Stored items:
■ ■ ■ ■ ■ ■ ■
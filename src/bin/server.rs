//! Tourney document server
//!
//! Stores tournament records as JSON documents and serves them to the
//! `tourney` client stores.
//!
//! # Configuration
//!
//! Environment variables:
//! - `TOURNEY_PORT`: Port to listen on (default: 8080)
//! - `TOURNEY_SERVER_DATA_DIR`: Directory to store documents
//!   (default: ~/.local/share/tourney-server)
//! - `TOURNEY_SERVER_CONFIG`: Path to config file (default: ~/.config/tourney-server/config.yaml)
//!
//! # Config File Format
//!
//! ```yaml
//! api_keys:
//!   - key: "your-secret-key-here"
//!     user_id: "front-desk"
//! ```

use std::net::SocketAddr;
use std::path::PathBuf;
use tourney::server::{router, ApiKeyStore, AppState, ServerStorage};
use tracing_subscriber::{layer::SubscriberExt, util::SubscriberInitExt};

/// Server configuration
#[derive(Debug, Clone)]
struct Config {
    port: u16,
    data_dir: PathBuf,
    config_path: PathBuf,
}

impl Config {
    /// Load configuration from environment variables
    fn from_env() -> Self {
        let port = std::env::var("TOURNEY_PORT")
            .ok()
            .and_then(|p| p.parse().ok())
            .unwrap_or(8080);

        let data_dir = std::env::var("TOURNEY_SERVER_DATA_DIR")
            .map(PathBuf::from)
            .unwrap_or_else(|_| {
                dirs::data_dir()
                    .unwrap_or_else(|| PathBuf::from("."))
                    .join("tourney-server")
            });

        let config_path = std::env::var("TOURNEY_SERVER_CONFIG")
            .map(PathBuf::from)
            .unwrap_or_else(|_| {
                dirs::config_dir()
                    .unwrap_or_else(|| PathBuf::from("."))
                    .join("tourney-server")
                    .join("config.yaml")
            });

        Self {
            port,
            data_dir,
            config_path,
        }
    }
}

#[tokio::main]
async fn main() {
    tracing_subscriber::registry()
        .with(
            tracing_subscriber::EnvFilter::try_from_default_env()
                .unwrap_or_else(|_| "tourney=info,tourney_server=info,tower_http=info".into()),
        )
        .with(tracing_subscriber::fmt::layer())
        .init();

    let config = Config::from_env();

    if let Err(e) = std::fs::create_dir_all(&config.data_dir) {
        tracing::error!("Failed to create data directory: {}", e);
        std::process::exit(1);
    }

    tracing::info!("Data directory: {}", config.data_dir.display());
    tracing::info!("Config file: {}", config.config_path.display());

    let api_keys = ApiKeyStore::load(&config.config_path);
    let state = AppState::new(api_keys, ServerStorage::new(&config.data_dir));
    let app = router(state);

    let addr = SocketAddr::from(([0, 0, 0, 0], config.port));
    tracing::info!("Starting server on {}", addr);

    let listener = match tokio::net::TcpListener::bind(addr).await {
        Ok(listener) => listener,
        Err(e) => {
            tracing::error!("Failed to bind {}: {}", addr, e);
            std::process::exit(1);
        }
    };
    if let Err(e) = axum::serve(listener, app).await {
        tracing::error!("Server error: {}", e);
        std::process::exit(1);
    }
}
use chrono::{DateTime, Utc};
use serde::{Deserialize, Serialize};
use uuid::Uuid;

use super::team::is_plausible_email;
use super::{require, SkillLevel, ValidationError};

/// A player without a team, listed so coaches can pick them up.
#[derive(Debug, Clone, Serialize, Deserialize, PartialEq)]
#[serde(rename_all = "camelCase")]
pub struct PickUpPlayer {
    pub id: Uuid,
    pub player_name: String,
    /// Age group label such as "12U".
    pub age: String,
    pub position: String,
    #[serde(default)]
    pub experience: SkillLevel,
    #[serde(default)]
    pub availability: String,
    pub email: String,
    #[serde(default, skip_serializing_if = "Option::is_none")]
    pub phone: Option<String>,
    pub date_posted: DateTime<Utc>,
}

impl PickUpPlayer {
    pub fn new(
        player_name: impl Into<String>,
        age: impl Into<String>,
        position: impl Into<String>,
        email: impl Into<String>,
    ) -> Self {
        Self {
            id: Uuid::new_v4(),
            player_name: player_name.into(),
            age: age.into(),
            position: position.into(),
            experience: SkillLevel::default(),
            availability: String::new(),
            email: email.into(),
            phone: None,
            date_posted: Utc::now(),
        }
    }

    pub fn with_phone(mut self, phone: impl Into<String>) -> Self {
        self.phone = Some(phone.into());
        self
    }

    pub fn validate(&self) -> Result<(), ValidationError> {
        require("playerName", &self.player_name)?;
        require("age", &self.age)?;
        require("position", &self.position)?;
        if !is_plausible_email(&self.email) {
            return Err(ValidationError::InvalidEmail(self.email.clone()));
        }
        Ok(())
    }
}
■ ■ ■ ■ ■ ■ ■
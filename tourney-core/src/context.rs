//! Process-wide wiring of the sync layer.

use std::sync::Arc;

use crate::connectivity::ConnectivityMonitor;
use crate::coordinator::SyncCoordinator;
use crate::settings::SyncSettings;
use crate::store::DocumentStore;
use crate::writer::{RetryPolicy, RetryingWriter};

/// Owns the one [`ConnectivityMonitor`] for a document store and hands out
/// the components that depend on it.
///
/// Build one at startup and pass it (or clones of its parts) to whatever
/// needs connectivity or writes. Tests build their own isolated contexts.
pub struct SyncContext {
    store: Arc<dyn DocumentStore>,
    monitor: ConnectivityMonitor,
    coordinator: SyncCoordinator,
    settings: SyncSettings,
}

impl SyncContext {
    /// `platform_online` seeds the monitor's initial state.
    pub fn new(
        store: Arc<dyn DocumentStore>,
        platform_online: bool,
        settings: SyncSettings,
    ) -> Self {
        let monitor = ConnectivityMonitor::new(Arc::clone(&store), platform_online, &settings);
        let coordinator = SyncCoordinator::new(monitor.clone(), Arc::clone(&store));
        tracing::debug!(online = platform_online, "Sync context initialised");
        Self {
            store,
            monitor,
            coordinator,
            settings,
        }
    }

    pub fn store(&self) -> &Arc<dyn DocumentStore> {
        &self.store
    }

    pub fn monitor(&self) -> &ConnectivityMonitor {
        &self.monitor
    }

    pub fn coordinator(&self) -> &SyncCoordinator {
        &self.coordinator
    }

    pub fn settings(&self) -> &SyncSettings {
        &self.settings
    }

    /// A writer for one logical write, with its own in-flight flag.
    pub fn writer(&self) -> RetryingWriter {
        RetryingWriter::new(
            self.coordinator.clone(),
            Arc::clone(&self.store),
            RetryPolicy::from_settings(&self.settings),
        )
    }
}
■ ■ ■ ■ ■ ■ ■
(WHAT TO DO)
Show, from the entries above, every line that includes the string "RetryingWriter".

(SOLUTION FOR THIS PROBLEM)
use crate::writer::{RetryPolicy, RetryingWriter};
    pub fn writer(&self) -> RetryingWriter {
        RetryingWriter::new(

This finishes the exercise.